■ Exercise details
Below are records. Find each line in them that holds the word "ReviewSession" and copy it.

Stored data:
* * * *

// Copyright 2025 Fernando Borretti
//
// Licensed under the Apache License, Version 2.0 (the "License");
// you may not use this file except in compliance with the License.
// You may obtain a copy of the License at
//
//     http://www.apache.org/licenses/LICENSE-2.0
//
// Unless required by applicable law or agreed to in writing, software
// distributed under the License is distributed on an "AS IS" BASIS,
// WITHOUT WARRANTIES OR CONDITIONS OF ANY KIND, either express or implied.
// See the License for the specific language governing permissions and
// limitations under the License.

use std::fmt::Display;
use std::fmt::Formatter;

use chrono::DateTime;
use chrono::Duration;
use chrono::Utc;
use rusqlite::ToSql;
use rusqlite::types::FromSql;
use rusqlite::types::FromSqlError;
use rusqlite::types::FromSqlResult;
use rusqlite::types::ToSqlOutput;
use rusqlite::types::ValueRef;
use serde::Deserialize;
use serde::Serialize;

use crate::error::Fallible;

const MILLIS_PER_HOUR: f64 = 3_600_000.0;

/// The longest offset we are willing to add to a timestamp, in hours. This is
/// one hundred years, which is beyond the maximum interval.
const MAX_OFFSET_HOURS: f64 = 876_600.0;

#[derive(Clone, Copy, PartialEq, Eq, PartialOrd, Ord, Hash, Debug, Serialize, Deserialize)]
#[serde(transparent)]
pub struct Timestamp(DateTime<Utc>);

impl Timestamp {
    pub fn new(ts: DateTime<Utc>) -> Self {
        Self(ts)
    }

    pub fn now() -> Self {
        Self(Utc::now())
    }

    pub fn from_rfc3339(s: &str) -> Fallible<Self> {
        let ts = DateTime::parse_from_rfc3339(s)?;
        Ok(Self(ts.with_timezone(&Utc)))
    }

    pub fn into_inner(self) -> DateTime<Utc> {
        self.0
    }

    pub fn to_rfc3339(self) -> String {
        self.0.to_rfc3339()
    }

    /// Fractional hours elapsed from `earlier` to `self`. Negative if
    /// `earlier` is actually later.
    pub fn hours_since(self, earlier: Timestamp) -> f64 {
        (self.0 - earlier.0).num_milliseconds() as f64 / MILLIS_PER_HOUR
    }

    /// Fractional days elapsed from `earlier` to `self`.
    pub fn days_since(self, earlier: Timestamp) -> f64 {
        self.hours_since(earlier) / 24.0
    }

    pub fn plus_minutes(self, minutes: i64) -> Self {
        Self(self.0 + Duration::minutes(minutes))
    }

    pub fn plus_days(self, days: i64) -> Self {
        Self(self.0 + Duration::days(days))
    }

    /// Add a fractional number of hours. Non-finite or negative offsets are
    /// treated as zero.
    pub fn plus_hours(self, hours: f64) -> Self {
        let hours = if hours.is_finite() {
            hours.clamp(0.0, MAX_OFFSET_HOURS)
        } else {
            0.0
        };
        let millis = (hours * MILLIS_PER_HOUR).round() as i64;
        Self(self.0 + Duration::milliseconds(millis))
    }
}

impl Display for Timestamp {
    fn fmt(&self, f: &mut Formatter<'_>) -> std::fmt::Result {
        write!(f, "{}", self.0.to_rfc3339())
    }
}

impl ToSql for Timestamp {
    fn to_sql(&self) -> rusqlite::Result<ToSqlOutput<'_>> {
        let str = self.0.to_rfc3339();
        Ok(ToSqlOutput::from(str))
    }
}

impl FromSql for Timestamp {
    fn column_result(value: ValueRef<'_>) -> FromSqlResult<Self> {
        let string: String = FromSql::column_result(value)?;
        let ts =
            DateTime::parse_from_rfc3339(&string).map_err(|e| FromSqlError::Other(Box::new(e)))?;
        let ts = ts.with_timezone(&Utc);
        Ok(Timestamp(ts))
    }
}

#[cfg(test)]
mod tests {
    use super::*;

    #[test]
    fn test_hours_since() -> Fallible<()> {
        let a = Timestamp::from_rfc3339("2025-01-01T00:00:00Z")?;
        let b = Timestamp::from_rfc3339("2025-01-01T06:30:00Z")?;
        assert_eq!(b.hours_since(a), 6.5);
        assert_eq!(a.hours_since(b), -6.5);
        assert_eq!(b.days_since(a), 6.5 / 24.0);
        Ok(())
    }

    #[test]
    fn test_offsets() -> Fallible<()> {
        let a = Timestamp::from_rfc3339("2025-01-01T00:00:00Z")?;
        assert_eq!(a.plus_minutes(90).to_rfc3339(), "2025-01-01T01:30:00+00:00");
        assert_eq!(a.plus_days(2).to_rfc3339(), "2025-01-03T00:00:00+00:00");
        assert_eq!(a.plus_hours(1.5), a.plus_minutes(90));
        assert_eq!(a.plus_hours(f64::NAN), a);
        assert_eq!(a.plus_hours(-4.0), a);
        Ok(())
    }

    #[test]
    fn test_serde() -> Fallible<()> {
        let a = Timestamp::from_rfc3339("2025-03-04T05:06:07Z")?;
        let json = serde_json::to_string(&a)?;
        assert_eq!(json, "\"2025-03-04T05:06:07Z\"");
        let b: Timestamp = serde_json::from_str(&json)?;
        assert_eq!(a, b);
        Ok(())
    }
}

* * * *

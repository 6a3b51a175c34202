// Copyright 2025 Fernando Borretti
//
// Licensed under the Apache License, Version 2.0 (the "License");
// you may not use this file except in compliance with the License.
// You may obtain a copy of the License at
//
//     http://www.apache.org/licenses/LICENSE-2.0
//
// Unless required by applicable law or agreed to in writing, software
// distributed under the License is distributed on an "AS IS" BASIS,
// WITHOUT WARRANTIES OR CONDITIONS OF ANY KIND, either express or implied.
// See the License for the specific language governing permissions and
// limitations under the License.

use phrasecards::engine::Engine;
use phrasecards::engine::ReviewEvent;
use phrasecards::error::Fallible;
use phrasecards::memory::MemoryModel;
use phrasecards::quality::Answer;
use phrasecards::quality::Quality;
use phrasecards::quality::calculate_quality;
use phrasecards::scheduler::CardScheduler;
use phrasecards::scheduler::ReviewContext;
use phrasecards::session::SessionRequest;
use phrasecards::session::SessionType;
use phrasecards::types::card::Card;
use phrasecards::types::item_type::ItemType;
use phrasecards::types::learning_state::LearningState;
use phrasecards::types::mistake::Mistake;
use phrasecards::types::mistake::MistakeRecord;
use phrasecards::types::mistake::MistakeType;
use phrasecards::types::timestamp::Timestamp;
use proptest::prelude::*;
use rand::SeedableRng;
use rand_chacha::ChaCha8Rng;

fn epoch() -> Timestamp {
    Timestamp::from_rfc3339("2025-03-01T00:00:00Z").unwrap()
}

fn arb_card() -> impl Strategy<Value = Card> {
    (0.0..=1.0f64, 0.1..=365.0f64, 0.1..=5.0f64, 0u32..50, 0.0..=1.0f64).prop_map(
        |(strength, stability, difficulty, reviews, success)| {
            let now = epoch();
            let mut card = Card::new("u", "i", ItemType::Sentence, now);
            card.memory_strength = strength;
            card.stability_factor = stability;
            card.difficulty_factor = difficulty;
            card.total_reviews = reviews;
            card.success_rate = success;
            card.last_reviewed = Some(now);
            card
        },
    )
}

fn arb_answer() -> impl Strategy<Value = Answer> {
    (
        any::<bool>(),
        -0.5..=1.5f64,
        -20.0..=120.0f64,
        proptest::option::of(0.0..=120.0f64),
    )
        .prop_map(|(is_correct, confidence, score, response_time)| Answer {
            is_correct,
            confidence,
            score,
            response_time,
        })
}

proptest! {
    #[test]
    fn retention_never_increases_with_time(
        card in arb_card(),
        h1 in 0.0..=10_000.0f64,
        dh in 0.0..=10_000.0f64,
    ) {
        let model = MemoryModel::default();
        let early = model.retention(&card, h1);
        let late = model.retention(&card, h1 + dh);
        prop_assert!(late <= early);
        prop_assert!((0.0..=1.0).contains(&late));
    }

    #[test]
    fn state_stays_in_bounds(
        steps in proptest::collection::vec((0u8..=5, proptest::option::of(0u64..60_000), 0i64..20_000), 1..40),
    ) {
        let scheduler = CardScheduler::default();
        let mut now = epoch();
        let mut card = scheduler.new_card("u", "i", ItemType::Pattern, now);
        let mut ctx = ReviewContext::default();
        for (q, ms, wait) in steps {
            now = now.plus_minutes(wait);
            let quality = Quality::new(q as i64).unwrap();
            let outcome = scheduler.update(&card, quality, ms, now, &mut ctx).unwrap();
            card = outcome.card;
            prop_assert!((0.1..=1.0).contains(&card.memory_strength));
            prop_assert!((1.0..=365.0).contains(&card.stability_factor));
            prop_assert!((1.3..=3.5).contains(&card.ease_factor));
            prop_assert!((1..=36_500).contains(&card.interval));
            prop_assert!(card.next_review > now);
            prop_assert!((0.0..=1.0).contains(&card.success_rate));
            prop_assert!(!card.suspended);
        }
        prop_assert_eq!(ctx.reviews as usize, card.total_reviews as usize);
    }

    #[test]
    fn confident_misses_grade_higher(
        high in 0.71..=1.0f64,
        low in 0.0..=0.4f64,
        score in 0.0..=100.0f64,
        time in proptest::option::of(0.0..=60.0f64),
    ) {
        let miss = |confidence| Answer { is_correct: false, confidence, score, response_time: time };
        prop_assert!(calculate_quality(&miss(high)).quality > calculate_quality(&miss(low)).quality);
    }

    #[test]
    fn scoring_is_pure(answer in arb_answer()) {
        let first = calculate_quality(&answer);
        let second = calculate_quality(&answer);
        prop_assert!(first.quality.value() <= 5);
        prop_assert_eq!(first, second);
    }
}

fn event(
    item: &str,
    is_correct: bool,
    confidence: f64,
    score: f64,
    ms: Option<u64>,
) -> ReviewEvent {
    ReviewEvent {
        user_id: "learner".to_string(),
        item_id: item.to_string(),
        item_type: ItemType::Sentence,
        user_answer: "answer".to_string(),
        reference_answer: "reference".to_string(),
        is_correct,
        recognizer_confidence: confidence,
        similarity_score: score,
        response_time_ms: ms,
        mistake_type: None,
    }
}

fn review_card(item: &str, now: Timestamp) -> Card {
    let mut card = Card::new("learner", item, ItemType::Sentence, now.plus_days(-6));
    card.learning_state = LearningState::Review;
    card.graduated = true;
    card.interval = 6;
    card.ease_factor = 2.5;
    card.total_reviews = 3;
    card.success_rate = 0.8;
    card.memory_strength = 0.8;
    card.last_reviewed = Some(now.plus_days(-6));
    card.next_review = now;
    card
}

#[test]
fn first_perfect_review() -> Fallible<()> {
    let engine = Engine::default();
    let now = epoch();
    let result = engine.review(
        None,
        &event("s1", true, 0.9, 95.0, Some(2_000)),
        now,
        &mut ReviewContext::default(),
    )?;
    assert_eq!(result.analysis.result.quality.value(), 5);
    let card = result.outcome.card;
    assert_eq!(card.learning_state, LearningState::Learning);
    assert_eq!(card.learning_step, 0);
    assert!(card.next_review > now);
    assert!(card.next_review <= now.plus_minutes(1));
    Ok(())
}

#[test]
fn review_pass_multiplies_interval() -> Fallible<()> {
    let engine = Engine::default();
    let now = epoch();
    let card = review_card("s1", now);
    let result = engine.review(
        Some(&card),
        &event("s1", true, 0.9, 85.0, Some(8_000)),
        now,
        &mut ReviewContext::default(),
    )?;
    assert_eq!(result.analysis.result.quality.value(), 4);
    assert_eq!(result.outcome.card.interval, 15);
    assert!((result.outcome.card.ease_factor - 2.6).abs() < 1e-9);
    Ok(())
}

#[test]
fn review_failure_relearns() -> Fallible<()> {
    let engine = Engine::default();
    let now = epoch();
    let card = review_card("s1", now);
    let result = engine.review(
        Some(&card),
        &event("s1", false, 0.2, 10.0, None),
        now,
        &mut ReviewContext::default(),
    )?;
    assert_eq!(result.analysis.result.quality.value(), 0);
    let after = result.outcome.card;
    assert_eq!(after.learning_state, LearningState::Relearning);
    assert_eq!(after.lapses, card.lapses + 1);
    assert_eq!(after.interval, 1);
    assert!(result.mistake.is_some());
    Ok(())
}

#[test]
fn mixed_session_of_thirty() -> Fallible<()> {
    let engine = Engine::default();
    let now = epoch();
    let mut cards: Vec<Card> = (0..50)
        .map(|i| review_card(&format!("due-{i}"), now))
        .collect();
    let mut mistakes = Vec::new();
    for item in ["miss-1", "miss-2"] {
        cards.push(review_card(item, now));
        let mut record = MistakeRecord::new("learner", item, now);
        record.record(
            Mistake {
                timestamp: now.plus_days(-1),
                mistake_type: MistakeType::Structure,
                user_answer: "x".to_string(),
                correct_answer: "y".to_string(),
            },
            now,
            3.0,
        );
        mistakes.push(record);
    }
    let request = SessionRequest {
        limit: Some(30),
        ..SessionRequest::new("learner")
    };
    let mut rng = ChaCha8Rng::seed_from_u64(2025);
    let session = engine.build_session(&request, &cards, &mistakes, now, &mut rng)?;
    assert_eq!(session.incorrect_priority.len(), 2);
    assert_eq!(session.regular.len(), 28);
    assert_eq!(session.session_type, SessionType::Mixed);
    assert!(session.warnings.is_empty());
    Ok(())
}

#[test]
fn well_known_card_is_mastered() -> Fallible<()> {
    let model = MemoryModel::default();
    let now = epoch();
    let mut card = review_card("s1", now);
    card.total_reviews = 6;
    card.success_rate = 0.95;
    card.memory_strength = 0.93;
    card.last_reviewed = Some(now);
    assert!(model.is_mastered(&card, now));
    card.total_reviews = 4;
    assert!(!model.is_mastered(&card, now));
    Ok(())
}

* * * *

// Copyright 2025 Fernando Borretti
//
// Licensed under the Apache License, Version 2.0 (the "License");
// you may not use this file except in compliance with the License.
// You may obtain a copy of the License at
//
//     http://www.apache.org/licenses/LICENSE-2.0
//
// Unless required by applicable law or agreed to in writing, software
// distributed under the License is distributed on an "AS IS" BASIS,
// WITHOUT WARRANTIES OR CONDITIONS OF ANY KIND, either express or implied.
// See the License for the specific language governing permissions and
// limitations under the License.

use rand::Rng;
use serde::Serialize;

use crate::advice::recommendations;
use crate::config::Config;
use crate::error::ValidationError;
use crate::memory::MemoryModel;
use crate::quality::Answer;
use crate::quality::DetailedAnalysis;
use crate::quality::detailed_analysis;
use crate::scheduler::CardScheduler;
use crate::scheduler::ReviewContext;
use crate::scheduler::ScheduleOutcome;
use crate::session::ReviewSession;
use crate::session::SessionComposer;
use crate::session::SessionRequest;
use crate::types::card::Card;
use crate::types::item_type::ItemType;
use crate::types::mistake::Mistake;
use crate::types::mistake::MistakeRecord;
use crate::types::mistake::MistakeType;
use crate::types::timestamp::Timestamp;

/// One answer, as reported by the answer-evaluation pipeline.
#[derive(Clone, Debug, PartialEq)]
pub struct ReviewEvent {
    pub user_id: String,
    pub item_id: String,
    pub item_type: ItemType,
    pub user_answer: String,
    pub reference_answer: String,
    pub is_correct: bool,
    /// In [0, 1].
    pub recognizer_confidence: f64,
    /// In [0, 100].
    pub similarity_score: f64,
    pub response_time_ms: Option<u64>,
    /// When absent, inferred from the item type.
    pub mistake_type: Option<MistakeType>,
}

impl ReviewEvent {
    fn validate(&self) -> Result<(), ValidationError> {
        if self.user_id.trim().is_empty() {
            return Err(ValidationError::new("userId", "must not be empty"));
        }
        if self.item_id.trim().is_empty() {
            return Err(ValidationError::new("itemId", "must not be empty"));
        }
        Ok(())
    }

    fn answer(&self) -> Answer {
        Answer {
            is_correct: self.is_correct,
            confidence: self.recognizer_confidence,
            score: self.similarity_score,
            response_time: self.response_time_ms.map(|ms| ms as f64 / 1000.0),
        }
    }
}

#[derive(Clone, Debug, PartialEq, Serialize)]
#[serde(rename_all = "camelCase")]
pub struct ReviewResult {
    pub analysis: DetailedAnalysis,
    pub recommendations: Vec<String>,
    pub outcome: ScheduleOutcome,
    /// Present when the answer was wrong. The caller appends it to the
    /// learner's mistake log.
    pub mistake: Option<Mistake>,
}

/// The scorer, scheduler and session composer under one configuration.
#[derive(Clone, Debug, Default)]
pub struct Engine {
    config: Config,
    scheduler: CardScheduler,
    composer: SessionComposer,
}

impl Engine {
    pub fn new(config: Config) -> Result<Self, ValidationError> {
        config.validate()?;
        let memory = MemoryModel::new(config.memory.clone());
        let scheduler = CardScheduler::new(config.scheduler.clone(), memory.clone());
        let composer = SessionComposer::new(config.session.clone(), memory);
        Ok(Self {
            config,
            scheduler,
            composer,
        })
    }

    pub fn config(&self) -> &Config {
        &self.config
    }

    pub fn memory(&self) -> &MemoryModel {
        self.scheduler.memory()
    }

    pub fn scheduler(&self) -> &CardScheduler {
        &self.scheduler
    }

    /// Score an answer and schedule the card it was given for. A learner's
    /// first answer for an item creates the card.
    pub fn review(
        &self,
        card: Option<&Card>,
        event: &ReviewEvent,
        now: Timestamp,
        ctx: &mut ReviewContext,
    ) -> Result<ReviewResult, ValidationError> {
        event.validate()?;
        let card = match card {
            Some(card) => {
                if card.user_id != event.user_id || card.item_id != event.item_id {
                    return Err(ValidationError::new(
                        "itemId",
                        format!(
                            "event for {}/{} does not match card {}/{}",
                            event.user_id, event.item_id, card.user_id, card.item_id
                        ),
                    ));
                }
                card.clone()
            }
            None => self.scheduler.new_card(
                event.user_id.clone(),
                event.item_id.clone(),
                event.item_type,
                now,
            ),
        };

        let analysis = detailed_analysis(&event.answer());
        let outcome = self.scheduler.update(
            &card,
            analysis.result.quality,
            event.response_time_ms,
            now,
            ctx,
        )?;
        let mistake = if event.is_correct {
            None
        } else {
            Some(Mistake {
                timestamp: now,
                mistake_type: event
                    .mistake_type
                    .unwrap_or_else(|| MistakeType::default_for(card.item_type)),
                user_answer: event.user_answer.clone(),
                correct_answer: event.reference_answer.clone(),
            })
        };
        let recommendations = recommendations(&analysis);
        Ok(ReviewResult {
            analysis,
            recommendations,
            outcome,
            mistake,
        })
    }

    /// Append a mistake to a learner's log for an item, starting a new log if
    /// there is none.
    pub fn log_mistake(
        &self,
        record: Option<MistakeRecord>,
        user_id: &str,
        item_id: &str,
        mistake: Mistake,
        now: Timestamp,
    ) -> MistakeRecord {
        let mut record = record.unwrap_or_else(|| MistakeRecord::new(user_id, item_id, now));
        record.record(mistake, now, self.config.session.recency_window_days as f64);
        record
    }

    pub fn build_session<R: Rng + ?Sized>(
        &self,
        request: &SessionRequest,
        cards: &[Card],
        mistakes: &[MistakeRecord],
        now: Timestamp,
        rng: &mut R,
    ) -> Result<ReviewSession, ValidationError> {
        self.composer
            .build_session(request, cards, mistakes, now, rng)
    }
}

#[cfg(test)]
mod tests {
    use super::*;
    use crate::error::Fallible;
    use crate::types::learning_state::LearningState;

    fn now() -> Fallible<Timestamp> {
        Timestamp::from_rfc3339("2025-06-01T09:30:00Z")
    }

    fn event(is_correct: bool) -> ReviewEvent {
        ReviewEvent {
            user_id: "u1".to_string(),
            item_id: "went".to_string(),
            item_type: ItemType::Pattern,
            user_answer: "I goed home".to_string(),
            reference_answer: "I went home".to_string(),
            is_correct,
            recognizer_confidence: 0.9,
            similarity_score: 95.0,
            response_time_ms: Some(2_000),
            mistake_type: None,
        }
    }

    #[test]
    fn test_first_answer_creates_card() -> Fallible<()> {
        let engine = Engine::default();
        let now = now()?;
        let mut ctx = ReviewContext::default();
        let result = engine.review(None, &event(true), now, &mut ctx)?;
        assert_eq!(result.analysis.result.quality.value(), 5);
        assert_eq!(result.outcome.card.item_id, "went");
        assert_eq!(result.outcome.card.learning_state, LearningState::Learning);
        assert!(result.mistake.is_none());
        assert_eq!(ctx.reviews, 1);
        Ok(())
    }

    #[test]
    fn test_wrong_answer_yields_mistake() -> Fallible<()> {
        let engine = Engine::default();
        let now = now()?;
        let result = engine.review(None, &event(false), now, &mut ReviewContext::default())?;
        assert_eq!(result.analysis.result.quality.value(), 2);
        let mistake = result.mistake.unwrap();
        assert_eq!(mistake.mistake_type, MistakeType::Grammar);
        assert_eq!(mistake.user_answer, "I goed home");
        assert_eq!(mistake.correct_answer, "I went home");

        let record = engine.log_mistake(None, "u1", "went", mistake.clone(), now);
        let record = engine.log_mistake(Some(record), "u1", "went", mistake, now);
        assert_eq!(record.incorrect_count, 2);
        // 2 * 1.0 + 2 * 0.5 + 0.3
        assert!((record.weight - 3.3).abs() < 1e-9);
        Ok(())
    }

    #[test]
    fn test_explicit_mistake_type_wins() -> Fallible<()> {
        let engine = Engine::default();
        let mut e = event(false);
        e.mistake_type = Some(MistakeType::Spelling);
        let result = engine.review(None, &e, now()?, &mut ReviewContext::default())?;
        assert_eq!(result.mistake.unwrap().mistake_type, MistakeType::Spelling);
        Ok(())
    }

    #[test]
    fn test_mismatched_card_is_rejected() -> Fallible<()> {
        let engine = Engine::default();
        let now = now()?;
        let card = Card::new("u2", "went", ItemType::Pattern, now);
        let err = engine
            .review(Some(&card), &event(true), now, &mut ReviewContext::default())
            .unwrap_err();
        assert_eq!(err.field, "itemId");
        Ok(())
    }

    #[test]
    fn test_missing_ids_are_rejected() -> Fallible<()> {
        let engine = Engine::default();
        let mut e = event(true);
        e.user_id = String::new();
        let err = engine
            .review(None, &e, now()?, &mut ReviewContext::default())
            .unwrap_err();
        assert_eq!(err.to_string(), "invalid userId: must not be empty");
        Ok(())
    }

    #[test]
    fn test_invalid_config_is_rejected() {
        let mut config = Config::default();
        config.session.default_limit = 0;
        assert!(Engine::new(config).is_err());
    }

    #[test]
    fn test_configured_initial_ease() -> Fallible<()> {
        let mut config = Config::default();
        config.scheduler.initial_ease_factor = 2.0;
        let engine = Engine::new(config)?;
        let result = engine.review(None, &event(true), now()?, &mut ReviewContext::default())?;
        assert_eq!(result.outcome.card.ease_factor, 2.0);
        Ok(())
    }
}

* * * *

■ Result of this exercise
use crate::session::ReviewSession;
    ) -> Result<ReviewSession, ValidationError> {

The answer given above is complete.